* Task requirements: Among the lines below, copy each one in which "CollectStringPrint" appears.

* Records for processing:
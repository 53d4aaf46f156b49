//! Output capture for `print` and `eprint`.
//!
//! The evaluator writes program output through a [`PrintWriter`] rather
//! than to the process streams directly, so embedders and tests can collect
//! it. `StdPrint` is the default writer used by the CLI.

use std::io::Write as _;

/// Sink for the `print` (stdout) and `eprint` (stderr) builtins.
pub trait PrintWriter {
    fn write_out(&mut self, output: &str);
    fn write_err(&mut self, output: &str);
}

/// Writes to the real process streams.
#[derive(Debug, Default)]
pub struct StdPrint;

impl PrintWriter for StdPrint {
    fn write_out(&mut self, output: &str) {
        let mut stdout = std::io::stdout();
        let _ = stdout.write_all(output.as_bytes());
        let _ = stdout.flush();
    }

    fn write_err(&mut self, output: &str) {
        let mut stderr = std::io::stderr();
        let _ = stderr.write_all(output.as_bytes());
        let _ = stderr.flush();
    }
}

/// Collects all output into strings; the workhorse of the test suite.
#[derive(Debug, Default)]
pub struct CollectStringPrint {
    out: String,
    err: String,
}

impl CollectStringPrint {
    #[must_use]
    pub fn new() -> Self {
        Self::default()
    }

    #[must_use]
    pub fn output(&self) -> &str {
        &self.out
    }

    #[must_use]
    pub fn error_output(&self) -> &str {
        &self.err
    }

    #[must_use]
    pub fn into_output(self) -> String {
        self.out
    }
}

impl PrintWriter for CollectStringPrint {
    fn write_out(&mut self, output: &str) {
        self.out.push_str(output);
    }

    fn write_err(&mut self, output: &str) {
        self.err.push_str(output);
    }
}

/// Ignores all output.
#[derive(Debug, Default)]
pub struct NoPrint;

impl PrintWriter for NoPrint {
    fn write_out(&mut self, _output: &str) {}

    fn write_err(&mut self, _output: &str) {}
}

* Result of this exercise:
pub struct CollectStringPrint {
impl CollectStringPrint {
impl PrintWriter for CollectStringPrint {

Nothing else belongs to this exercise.